## EXERCISE INSTRUCTIONS
Going through the data below, find how many lines include the word "TransmissionOutcome", and reply with that number alone.
———
//! CLI error types with exit code handling
//!
//! This module provides a unified error type for CLI operations that
//! maps errors to appropriate exit codes.

use crdassert_core::Error as CoreError;
use miette::Diagnostic;
use thiserror::Error;

use crate::exit_codes;

/// CLI-specific error type that includes exit code information
#[derive(Error, Debug, Diagnostic, Clone)]
pub enum CliError {
    /// One or more resources violated their schema
    #[error("Validation failed: {failed} of {total} resource(s) violate their CRD schema")]
    #[diagnostic(code(crdassert::cli::validation))]
    ValidationFailed { failed: usize, total: usize },

    /// A CRD could not be loaded
    #[error("CRD error: {message}")]
    #[diagnostic(code(crdassert::cli::crd))]
    Crd {
        message: String,
        #[help]
        help: Option<String>,
    },

    /// A resource's kind has no loaded CRD
    #[error("{message}")]
    #[diagnostic(
        code(crdassert::cli::no_schema),
        help("pass the CRD that defines this kind with --crd")
    )]
    NoSchema { message: String },

    /// IO error (file not found, permissions, etc.)
    #[error("IO error: {message}")]
    #[diagnostic(code(crdassert::cli::io))]
    Io { message: String },

    /// Wrapped error for passthrough (stores the formatted message)
    #[error("{message}")]
    #[diagnostic(code(crdassert::cli::error))]
    Other { message: String },
}

impl CliError {
    /// Get the exit code for this error
    pub fn exit_code(&self) -> i32 {
        match self {
            CliError::ValidationFailed { .. } => exit_codes::VALIDATION_ERROR,
            CliError::Crd { .. } => exit_codes::CRD_ERROR,
            CliError::NoSchema { .. } => exit_codes::NO_SCHEMA_ERROR,
            CliError::Io { .. } => exit_codes::IO_ERROR,
            CliError::Other { .. } => exit_codes::ERROR,
        }
    }

    /// Create an error for a failed CRD load
    pub fn crd(err: CoreError) -> Self {
        if matches!(err.root(), CoreError::Io { .. }) {
            return Self::from(err);
        }

        let help = match err.root() {
            CoreError::MissingSchema { .. } => {
                Some("add schema.openAPIV3Schema to the version".to_string())
            }
            CoreError::UnsupportedCrdShape { .. } => Some(
                "only apiextensions.k8s.io/v1 and v1beta1 CustomResourceDefinitions can be loaded"
                    .to_string(),
            ),
            _ => None,
        };

        Self::Crd {
            message: err.to_string(),
            help,
        }
    }
}

impl From<CoreError> for CliError {
    fn from(err: CoreError) -> Self {
        let message = err.to_string();
        match err.root() {
            CoreError::Io { .. } => CliError::Io { message },
            CoreError::NoSchemaRegistered { .. } => CliError::NoSchema { message },
            CoreError::UnsupportedCrdShape { .. }
            | CoreError::MissingSchema { .. }
            | CoreError::MissingVersion { .. }
            | CoreError::SchemaCompile { .. } => CliError::Crd {
                message,
                help: None,
            },
            _ => CliError::Other { message },
        }
    }
}

impl From<std::io::Error> for CliError {
    fn from(err: std::io::Error) -> Self {
        CliError::Io {
            message: err.to_string(),
        }
    }
}

/// Result type for CLI operations
pub type Result<T> = std::result::Result<T, CliError>;
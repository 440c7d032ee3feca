// Copyright (C) 2025 Paul Hampson
//
// This program is free software: you can redistribute it and/or modify it under
// the terms of the GNU General Public License version 3 as  published by the
// Free Software Foundation.
//
// This program is distributed in the hope that it will be useful, but WITHOUT
// ANY WARRANTY; without even the implied warranty of MERCHANTABILITY or FITNESS
// FOR A PARTICULAR PURPOSE.  See the GNU General Public License for more
// details.
//
// You should have received a copy of the GNU General Public License along with
// this program.  If not, see <https://www.gnu.org/licenses/>.

//! Getting one measurement off the node: transport capability, endpoint description and the
//! bounded connect, publish, close session.

use crate::config::ConfigurationError;
use beescale_messages::MessageError;
use embassy_time::Duration;
use heapless::String;

pub mod session;

pub use session::{ConnectivitySession, Identity};

pub const JSON_CONTENT_TYPE: &str = "application/json";

#[derive(Debug, Clone, PartialEq)]
pub enum Endpoint {
    /// Reports go to `<topic_root>/<device_id>` on the broker
    Mqtt {
        host: String<64>,
        port: u16,
        topic_root: String<32>,
    },
    /// Reports are POSTed as JSON to `path`
    Http {
        host: String<64>,
        port: u16,
        path: String<64>,
    },
}

impl Endpoint {
    pub fn mqtt(host: &str, port: u16, topic_root: &str) -> Result<Self, ConfigurationError> {
        Ok(Endpoint::Mqtt {
            host: String::try_from(host).map_err(|_| ConfigurationError::InvalidEndpoint)?,
            port,
            topic_root: String::try_from(topic_root)
                .map_err(|_| ConfigurationError::InvalidEndpoint)?,
        })
    }

    pub fn http(host: &str, port: u16, path: &str) -> Result<Self, ConfigurationError> {
        Ok(Endpoint::Http {
            host: String::try_from(host).map_err(|_| ConfigurationError::InvalidEndpoint)?,
            port,
            path: String::try_from(path).map_err(|_| ConfigurationError::InvalidEndpoint)?,
        })
    }

    pub fn host(&self) -> &str {
        match self {
            Endpoint::Mqtt { host, .. } | Endpoint::Http { host, .. } => host.as_str(),
        }
    }

    pub fn port(&self) -> u16 {
        match self {
            Endpoint::Mqtt { port, .. } | Endpoint::Http { port, .. } => *port,
        }
    }

    pub fn is_mqtt(&self) -> bool {
        matches!(self, Endpoint::Mqtt { .. })
    }
}

/// Secrets for joining the network and authenticating at the endpoint. Empty means unused.
#[derive(Debug, Clone, PartialEq, Default)]
pub struct Credentials {
    pub network_ssid: String<64>,
    pub network_password: String<64>,
    pub username: String<64>,
    pub password: String<64>,
}

/// One message for the endpoint: an MQTT publish or an HTTP request body.
#[derive(Debug, Clone, Copy, PartialEq)]
pub struct Publication<'a> {
    /// Topic for MQTT, request path for HTTP
    pub target: &'a str,
    pub body: &'a [u8],
    pub content_type: &'static str,
    pub retain: bool,
}

/// Network stack able to reach an [`Endpoint`]. Joining the network is part of `connect`.
pub trait Transport {
    type Handle;
    type Error;

    async fn connect(
        &mut self,
        endpoint: &Endpoint,
        credentials: &Credentials,
        timeout: Duration,
    ) -> Result<Self::Handle, Self::Error>;

    /// Returns once the endpoint acknowledged the publication.
    async fn send(
        &mut self,
        handle: &mut Self::Handle,
        publication: &Publication<'_>,
    ) -> Result<(), Self::Error>;

    /// Disconnect and release the radio.
    async fn close(&mut self, handle: Self::Handle) -> Result<(), Self::Error>;
}

#[derive(Debug, Clone, Copy, PartialEq, Eq)]
#[cfg_attr(feature = "defmt", derive(defmt::Format))]
pub enum SessionState {
    Idle,
    Connecting,
    Connected,
    Publishing,
    Closed,
    Failed,
}

#[derive(Debug, Clone, Copy, PartialEq, Eq)]
#[cfg_attr(feature = "defmt", derive(defmt::Format))]
pub enum TransmissionOutcome {
    Delivered,
    ConnectFailed,
    PublishFailed,
    Timeout,
}

#[derive(Debug, Clone, Copy, PartialEq, Eq)]
#[cfg_attr(feature = "defmt", derive(defmt::Format))]
pub enum ConnectivityError {
    ConnectFailed,
    PublishFailed,
    Timeout,
    Payload(MessageError),
}

impl core::fmt::Display for ConnectivityError {
    fn fmt(&self, f: &mut core::fmt::Formatter<'_>) -> core::fmt::Result {
        match self {
            ConnectivityError::ConnectFailed => write!(f, "could not connect to endpoint"),
            ConnectivityError::PublishFailed => write!(f, "endpoint did not accept the report"),
            ConnectivityError::Timeout => write!(f, "publish budget exhausted"),
            ConnectivityError::Payload(e) => write!(f, "payload could not be built: {}", e),
        }
    }
}

impl From<MessageError> for ConnectivityError {
    fn from(e: MessageError) -> Self {
        ConnectivityError::Payload(e)
    }
}

impl From<ConnectivityError> for TransmissionOutcome {
    fn from(e: ConnectivityError) -> Self {
        match e {
            ConnectivityError::ConnectFailed => TransmissionOutcome::ConnectFailed,
            ConnectivityError::Timeout => TransmissionOutcome::Timeout,
            ConnectivityError::PublishFailed | ConnectivityError::Payload(_) => {
                TransmissionOutcome::PublishFailed
            }
        }
    }
}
———
## OUTPUT
5